> _ABOUT THIS TASK_
Please output the entries below without altering a single character.
****************************************
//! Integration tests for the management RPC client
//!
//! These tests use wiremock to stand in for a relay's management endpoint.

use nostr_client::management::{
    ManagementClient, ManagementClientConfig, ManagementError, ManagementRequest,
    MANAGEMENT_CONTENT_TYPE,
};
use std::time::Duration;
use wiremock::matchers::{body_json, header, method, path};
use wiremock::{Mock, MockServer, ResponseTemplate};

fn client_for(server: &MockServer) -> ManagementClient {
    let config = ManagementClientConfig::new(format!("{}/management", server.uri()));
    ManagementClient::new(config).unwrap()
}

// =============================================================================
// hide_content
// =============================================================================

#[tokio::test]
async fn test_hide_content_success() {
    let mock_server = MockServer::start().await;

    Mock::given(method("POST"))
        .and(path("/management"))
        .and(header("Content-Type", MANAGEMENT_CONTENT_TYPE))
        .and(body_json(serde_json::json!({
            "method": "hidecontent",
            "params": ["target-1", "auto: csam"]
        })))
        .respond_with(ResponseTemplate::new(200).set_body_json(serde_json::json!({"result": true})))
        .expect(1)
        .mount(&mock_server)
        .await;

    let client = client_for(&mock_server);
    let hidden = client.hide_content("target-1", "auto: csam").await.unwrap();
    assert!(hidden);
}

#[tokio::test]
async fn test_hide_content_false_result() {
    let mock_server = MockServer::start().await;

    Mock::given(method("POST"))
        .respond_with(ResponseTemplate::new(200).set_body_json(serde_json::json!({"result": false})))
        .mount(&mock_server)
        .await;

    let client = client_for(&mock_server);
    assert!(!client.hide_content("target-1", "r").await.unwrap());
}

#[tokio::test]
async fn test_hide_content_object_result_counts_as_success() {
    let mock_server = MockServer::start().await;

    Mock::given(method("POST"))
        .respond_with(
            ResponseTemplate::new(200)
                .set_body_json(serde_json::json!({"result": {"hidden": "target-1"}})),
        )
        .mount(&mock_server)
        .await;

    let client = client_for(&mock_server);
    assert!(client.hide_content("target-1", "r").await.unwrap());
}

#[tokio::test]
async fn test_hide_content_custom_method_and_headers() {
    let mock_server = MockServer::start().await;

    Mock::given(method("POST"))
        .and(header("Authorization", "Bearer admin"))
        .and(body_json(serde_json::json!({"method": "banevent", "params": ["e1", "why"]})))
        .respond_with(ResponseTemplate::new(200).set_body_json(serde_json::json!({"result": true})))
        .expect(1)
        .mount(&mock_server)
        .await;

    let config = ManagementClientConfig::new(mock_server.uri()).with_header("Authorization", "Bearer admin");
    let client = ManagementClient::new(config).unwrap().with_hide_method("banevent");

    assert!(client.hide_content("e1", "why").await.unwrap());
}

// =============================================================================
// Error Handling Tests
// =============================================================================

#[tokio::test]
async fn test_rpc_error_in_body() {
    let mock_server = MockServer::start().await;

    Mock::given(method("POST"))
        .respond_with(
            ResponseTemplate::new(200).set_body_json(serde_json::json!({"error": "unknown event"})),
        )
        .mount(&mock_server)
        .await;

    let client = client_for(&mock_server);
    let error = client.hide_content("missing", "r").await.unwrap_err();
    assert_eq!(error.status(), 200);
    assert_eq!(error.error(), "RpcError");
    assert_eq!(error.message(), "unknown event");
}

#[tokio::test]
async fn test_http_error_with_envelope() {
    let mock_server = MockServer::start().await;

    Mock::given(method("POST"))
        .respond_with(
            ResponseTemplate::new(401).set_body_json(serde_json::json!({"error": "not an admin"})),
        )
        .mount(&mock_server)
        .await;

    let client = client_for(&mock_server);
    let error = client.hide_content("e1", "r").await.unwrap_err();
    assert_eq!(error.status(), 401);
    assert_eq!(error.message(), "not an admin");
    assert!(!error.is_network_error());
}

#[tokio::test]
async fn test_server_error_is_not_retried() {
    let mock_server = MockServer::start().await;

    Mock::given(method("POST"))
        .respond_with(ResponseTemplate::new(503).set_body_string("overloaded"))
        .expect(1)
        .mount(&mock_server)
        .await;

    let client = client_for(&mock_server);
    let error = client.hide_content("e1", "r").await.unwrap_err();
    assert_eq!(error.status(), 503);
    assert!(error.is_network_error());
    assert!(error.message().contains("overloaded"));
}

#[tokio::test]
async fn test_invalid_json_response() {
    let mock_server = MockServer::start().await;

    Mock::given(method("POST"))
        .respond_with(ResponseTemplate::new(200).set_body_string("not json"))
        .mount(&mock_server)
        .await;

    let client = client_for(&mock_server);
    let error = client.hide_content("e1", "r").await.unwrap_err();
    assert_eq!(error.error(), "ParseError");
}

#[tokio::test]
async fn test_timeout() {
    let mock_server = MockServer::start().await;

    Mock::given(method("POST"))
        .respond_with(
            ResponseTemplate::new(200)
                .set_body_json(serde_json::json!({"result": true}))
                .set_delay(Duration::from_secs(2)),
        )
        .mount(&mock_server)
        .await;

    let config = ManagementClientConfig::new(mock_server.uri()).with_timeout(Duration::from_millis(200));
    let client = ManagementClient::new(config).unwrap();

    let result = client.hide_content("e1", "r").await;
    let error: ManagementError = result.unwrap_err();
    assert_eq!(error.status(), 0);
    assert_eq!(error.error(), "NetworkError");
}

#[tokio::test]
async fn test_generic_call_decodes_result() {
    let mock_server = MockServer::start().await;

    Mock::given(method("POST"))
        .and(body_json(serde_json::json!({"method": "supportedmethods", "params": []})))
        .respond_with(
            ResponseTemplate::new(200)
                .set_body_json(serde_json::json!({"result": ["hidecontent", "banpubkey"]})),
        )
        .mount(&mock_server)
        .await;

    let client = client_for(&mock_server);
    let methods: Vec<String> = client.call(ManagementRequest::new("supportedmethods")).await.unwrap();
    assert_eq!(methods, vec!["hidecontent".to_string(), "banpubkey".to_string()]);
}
****************************************
> _PROBLEM SOLUTION_
//! Integration tests for the management RPC client
//!
//! These tests use wiremock to stand in for a relay's management endpoint.

use nostr_client::management::{
    ManagementClient, ManagementClientConfig, ManagementError, ManagementRequest,
    MANAGEMENT_CONTENT_TYPE,
};
use std::time::Duration;
use wiremock::matchers::{body_json, header, method, path};
use wiremock::{Mock, MockServer, ResponseTemplate};

fn client_for(server: &MockServer) -> ManagementClient {
    let config = ManagementClientConfig::new(format!("{}/management", server.uri()));
    ManagementClient::new(config).unwrap()
}

// =============================================================================
// hide_content
// =============================================================================

#[tokio::test]
async fn test_hide_content_success() {
    let mock_server = MockServer::start().await;

    Mock::given(method("POST"))
        .and(path("/management"))
        .and(header("Content-Type", MANAGEMENT_CONTENT_TYPE))
        .and(body_json(serde_json::json!({
            "method": "hidecontent",
            "params": ["target-1", "auto: csam"]
        })))
        .respond_with(ResponseTemplate::new(200).set_body_json(serde_json::json!({"result": true})))
        .expect(1)
        .mount(&mock_server)
        .await;

    let client = client_for(&mock_server);
    let hidden = client.hide_content("target-1", "auto: csam").await.unwrap();
    assert!(hidden);
}

#[tokio::test]
async fn test_hide_content_false_result() {
    let mock_server = MockServer::start().await;

    Mock::given(method("POST"))
        .respond_with(ResponseTemplate::new(200).set_body_json(serde_json::json!({"result": false})))
        .mount(&mock_server)
        .await;

    let client = client_for(&mock_server);
    assert!(!client.hide_content("target-1", "r").await.unwrap());
}

#[tokio::test]
async fn test_hide_content_object_result_counts_as_success() {
    let mock_server = MockServer::start().await;

    Mock::given(method("POST"))
        .respond_with(
            ResponseTemplate::new(200)
                .set_body_json(serde_json::json!({"result": {"hidden": "target-1"}})),
        )
        .mount(&mock_server)
        .await;

    let client = client_for(&mock_server);
    assert!(client.hide_content("target-1", "r").await.unwrap());
}

#[tokio::test]
async fn test_hide_content_custom_method_and_headers() {
    let mock_server = MockServer::start().await;

    Mock::given(method("POST"))
        .and(header("Authorization", "Bearer admin"))
        .and(body_json(serde_json::json!({"method": "banevent", "params": ["e1", "why"]})))
        .respond_with(ResponseTemplate::new(200).set_body_json(serde_json::json!({"result": true})))
        .expect(1)
        .mount(&mock_server)
        .await;

    let config = ManagementClientConfig::new(mock_server.uri()).with_header("Authorization", "Bearer admin");
    let client = ManagementClient::new(config).unwrap().with_hide_method("banevent");

    assert!(client.hide_content("e1", "why").await.unwrap());
}

// =============================================================================
// Error Handling Tests
// =============================================================================

#[tokio::test]
async fn test_rpc_error_in_body() {
    let mock_server = MockServer::start().await;

    Mock::given(method("POST"))
        .respond_with(
            ResponseTemplate::new(200).set_body_json(serde_json::json!({"error": "unknown event"})),
        )
        .mount(&mock_server)
        .await;

    let client = client_for(&mock_server);
    let error = client.hide_content("missing", "r").await.unwrap_err();
    assert_eq!(error.status(), 200);
    assert_eq!(error.error(), "RpcError");
    assert_eq!(error.message(), "unknown event");
}

#[tokio::test]
async fn test_http_error_with_envelope() {
    let mock_server = MockServer::start().await;

    Mock::given(method("POST"))
        .respond_with(
            ResponseTemplate::new(401).set_body_json(serde_json::json!({"error": "not an admin"})),
        )
        .mount(&mock_server)
        .await;

    let client = client_for(&mock_server);
    let error = client.hide_content("e1", "r").await.unwrap_err();
    assert_eq!(error.status(), 401);
    assert_eq!(error.message(), "not an admin");
    assert!(!error.is_network_error());
}

#[tokio::test]
async fn test_server_error_is_not_retried() {
    let mock_server = MockServer::start().await;

    Mock::given(method("POST"))
        .respond_with(ResponseTemplate::new(503).set_body_string("overloaded"))
        .expect(1)
        .mount(&mock_server)
        .await;

    let client = client_for(&mock_server);
    let error = client.hide_content("e1", "r").await.unwrap_err();
    assert_eq!(error.status(), 503);
    assert!(error.is_network_error());
    assert!(error.message().contains("overloaded"));
}

#[tokio::test]
async fn test_invalid_json_response() {
    let mock_server = MockServer::start().await;

    Mock::given(method("POST"))
        .respond_with(ResponseTemplate::new(200).set_body_string("not json"))
        .mount(&mock_server)
        .await;

    let client = client_for(&mock_server);
    let error = client.hide_content("e1", "r").await.unwrap_err();
    assert_eq!(error.error(), "ParseError");
}

#[tokio::test]
async fn test_timeout() {
    let mock_server = MockServer::start().await;

    Mock::given(method("POST"))
        .respond_with(
            ResponseTemplate::new(200)
                .set_body_json(serde_json::json!({"result": true}))
                .set_delay(Duration::from_secs(2)),
        )
        .mount(&mock_server)
        .await;

    let config = ManagementClientConfig::new(mock_server.uri()).with_timeout(Duration::from_millis(200));
    let client = ManagementClient::new(config).unwrap();

    let result = client.hide_content("e1", "r").await;
    let error: ManagementError = result.unwrap_err();
    assert_eq!(error.status(), 0);
    assert_eq!(error.error(), "NetworkError");
}

#[tokio::test]
async fn test_generic_call_decodes_result() {
    let mock_server = MockServer::start().await;

    Mock::given(method("POST"))
        .and(body_json(serde_json::json!({"method": "supportedmethods", "params": []})))
        .respond_with(
            ResponseTemplate::new(200)
                .set_body_json(serde_json::json!({"result": ["hidecontent", "banpubkey"]})),
        )
        .mount(&mock_server)
        .await;

    let client = client_for(&mock_server);
    let methods: Vec<String> = client.call(ManagementRequest::new("supportedmethods")).await.unwrap();
    assert_eq!(methods, vec!["hidecontent".to_string(), "banpubkey".to_string()]);
}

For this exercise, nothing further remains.